Komisja Krajowa NSZZ "Solidarność” zawiadomiła prokuraturę, że do promocji warszawskiego "czarnego protestu" bezprawnie wykorzystano logo związku. Zawiadomienie trafiło do Prokuratury Okręgowej w Gdańsku. Prokuratura prowadzi czynności sprawdzające.

2016-10-11, 15:05

Solidarność zawiadamia prokuraturę po "czarnym proteście". "Bezprawne wykorzystanie"
Diese Lithografie von Tomasz Sarnecki wurde 1989 für die polnischen Wahlen verwendet. Sie zeigt Gary Cooper – den Star des amerikanischen Westerns ‚High Noon’ – mit einem Solidarność-Abzeichen auf der Brust und einem Stimmzettel in der Hand.Foto: Lukas Plewnia/flickr

Jak poinformowała rzecznik prasowa Prokuratury Okręgowej w Gdańsku Tatiana Paszkiewicz, zawiadomienie KK NSZZ "S" dotyczy "nieuprawnionego wykorzystania znaku słowno-graficznego" związku.

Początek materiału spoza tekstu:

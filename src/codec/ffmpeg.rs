//! Codecs backed by the system `ffmpeg` binary.
//!
//! Every codec runs one `ffmpeg` process. Input is written to its stdin by a writer thread,
//! output is read from its stdout by a reader thread, and stderr is drained for error reports.
//! Compressed H.264 travels as Annex-B with access unit delimiters and AAC as ADTS; the drivers
//! convert to and from the container's AVCC and raw AAC framing.

use std::cmp::Reverse;
use std::collections::{BinaryHeap, HashMap, VecDeque};
use std::io::{Read, Write};
use std::process::{Child, Command, Stdio};
use std::thread::JoinHandle;
use std::time::Duration;

use crossbeam_channel::{Receiver, RecvTimeoutError, Sender};

use crate::codec::bitstream::{
    self, AacParams, AccessUnitSplitter, adts_header, nal, parse_adts,
    parse_audio_specific_config,
};
use crate::codec::driver::{BufferInfo, CodecDriver, CodecFactory, OutputEvent};
use crate::foundation::core::{MICROS_PER_SECOND, frame_pts_us};
use crate::foundation::error::{VidmarkError, VidmarkResult};
use crate::media::format::{CodecFormat, keys, mime};
use crate::media::sample::SampleFlags;
use crate::render::surface::{InputSurface, OutputSurface, SurfaceMessage, VideoFrame, frame_len};

const WRITE_QUEUE: usize = 8;
const SURFACE_WRITE_QUEUE: usize = 4;
const SURFACE_QUEUE: usize = 4;
const READ_QUEUE: usize = 4;
const STREAM_CHUNK: usize = 64 * 1024;
const AAC_FRAME_SAMPLES: u64 = 1024;
const PROFILES: &[&str] = &["baseline", "main", "high"];

/// Factory for the `ffmpeg`-backed codecs (H.264 video, AAC audio).
#[derive(Clone, Copy, Debug, Default)]
pub struct FfmpegCodecFactory;

impl FfmpegCodecFactory {
    /// Create the factory.
    pub fn new() -> Self {
        Self
    }
}

impl CodecFactory for FfmpegCodecFactory {
    fn name(&self) -> &str {
        "ffmpeg"
    }

    fn create_decoder(&self, mime_type: &str) -> VidmarkResult<Box<dyn CodecDriver>> {
        let kind = match mime_type {
            mime::VIDEO_AVC => PipeKind::VideoDecoder,
            mime::AUDIO_AAC => PipeKind::AudioDecoder,
            other => {
                return Err(VidmarkError::configuration(format!(
                    "ffmpeg backend has no decoder for '{other}'"
                )));
            }
        };
        Ok(Box::new(FfmpegCodec::new(kind)))
    }

    fn create_encoder(&self, mime_type: &str) -> VidmarkResult<Box<dyn CodecDriver>> {
        let kind = match mime_type {
            mime::VIDEO_AVC => PipeKind::VideoEncoder,
            mime::AUDIO_AAC => PipeKind::AudioEncoder,
            other => {
                return Err(VidmarkError::configuration(format!(
                    "ffmpeg backend has no encoder for '{other}'"
                )));
            }
        };
        Ok(Box::new(FfmpegCodec::new(kind)))
    }
}

/// Return `true` when `ffmpeg` can be invoked from `PATH`.
pub fn is_ffmpeg_on_path() -> bool {
    Command::new("ffmpeg")
        .arg("-version")
        .stdout(Stdio::null())
        .stderr(Stdio::null())
        .status()
        .map(|s| s.success())
        .unwrap_or(false)
}

#[derive(Clone, Copy, Debug, PartialEq, Eq)]
enum PipeKind {
    VideoDecoder,
    VideoEncoder,
    AudioDecoder,
    AudioEncoder,
}

impl PipeKind {
    fn label(self) -> &'static str {
        match self {
            Self::VideoDecoder => "ffmpeg-h264-decoder",
            Self::VideoEncoder => "ffmpeg-h264-encoder",
            Self::AudioDecoder => "ffmpeg-aac-decoder",
            Self::AudioEncoder => "ffmpeg-aac-encoder",
        }
    }

    fn mime(self) -> &'static str {
        match self {
            Self::VideoDecoder | Self::VideoEncoder => mime::VIDEO_AVC,
            Self::AudioDecoder | Self::AudioEncoder => mime::AUDIO_AAC,
        }
    }
}

#[derive(Clone, Copy, Debug)]
enum ReadMode {
    /// Forward fixed-size records (raw frames, PCM chunks).
    Fixed(usize),
    /// Forward whatever each read returns.
    Stream,
}

/// A running `ffmpeg` child with its three pipe threads.
struct FfmpegProcess {
    child: Child,
    writer_tx: Option<Sender<Vec<u8>>>,
    writer: Option<JoinHandle<std::io::Result<()>>>,
    chunks: Receiver<Vec<u8>>,
    stderr: Option<JoinHandle<Vec<u8>>>,
}

impl FfmpegProcess {
    fn spawn(label: &str, args: &[String], mode: ReadMode) -> VidmarkResult<Self> {
        if !is_ffmpeg_on_path() {
            return Err(VidmarkError::configuration(
                "ffmpeg is required for this codec, but was not found on PATH",
            ));
        }
        let mut cmd = Command::new("ffmpeg");
        cmd.args(["-hide_banner", "-nostdin", "-loglevel", "error"])
            .args(args)
            .stdin(Stdio::piped())
            .stdout(Stdio::piped())
            .stderr(Stdio::piped());
        tracing::debug!(codec = label, ?args, "spawning ffmpeg");
        let mut child = cmd.spawn().map_err(|e| {
            VidmarkError::codec(format!(
                "failed to spawn ffmpeg (is it installed and on PATH?): {e}"
            ))
        })?;

        let mut stdin = child
            .stdin
            .take()
            .ok_or_else(|| VidmarkError::codec("failed to open ffmpeg stdin (unexpected)"))?;
        let mut stdout = child
            .stdout
            .take()
            .ok_or_else(|| VidmarkError::codec("failed to open ffmpeg stdout (unexpected)"))?;
        let mut stderr = child
            .stderr
            .take()
            .ok_or_else(|| VidmarkError::codec("failed to open ffmpeg stderr (unexpected)"))?;

        let (writer_tx, writer_rx) = crossbeam_channel::unbounded::<Vec<u8>>();
        let writer = std::thread::Builder::new()
            .name(format!("{label}-stdin"))
            .spawn(move || {
                for chunk in writer_rx {
                    stdin.write_all(&chunk)?;
                }
                stdin.flush()
            })
            .map_err(|e| VidmarkError::io(format!("failed to spawn ffmpeg writer: {e}")))?;

        let (chunk_tx, chunks) = crossbeam_channel::bounded(READ_QUEUE);
        std::thread::Builder::new()
            .name(format!("{label}-stdout"))
            .spawn(move || read_stdout(&mut stdout, mode, &chunk_tx))
            .map_err(|e| VidmarkError::io(format!("failed to spawn ffmpeg reader: {e}")))?;

        let stderr = std::thread::Builder::new()
            .name(format!("{label}-stderr"))
            .spawn(move || {
                let mut bytes = Vec::new();
                let _ = stderr.read_to_end(&mut bytes);
                bytes
            })
            .map_err(|e| VidmarkError::io(format!("failed to spawn ffmpeg stderr drain: {e}")))?;

        Ok(Self {
            child,
            writer_tx: Some(writer_tx),
            writer: Some(writer),
            chunks,
            stderr: Some(stderr),
        })
    }

    fn queued(&self) -> usize {
        self.writer_tx.as_ref().map_or(0, Sender::len)
    }

    fn write(&self, data: Vec<u8>) -> VidmarkResult<()> {
        let tx = self
            .writer_tx
            .as_ref()
            .ok_or_else(|| VidmarkError::codec("ffmpeg input already closed"))?;
        tx.send(data)
            .map_err(|_| VidmarkError::codec("ffmpeg writer thread has exited"))
    }

    fn close_input(&mut self) {
        self.writer_tx = None;
    }

    /// Wait for the process after its stdout closed and report a failed exit.
    fn finish(&mut self) -> VidmarkResult<()> {
        self.writer_tx = None;
        let write_result = self.writer.take().map(|h| h.join());
        let status = self
            .child
            .wait()
            .map_err(|e| VidmarkError::codec(format!("failed to wait for ffmpeg: {e}")))?;
        let stderr = self
            .stderr
            .take()
            .and_then(|h| h.join().ok())
            .unwrap_or_default();
        if !status.success() {
            let stderr = String::from_utf8_lossy(&stderr);
            return Err(VidmarkError::codec(format!(
                "ffmpeg exited with status {status}: {}",
                stderr.trim()
            )));
        }
        match write_result {
            Some(Ok(Err(e))) => Err(VidmarkError::codec(format!(
                "failed to write to ffmpeg stdin: {e}"
            ))),
            Some(Err(_)) => Err(VidmarkError::codec("ffmpeg writer thread panicked")),
            _ => Ok(()),
        }
    }

    fn kill(mut self) {
        self.writer_tx = None;
        let _ = self.child.kill();
        let _ = self.child.wait();
        // Reader and drain threads end on EOF once the child is gone.
        drop(self.chunks);
        if let Some(h) = self.writer.take() {
            let _ = h.join();
        }
    }
}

Złożenie zawiadomienia potwierdził rzecznik prasowy przewodniczącego KK NSZZ "S" Marek Lewandowski. Wyjaśnił, że sprawa dotyczy grafiki, jakiej użyto w Internecie do promocji warszawskiego "czarnego protestu".

Grafika ta nawiązuje do plakatu "W samo południe" (autorstwa Tomasza Sarneckiego) zachęcającego do głosowania w wyborach 4 czerwca 1989 roku. W pracy Sarnowskiego nawiązującej do słynnego westernu pojawił się cień Garego Coopera, ściskającego w prawej dłoni zamiast colta, kartkę do głosowania, a w tle umieszczono logo "Solidarności" (jego twórcą jest Jerzy Janiszewski).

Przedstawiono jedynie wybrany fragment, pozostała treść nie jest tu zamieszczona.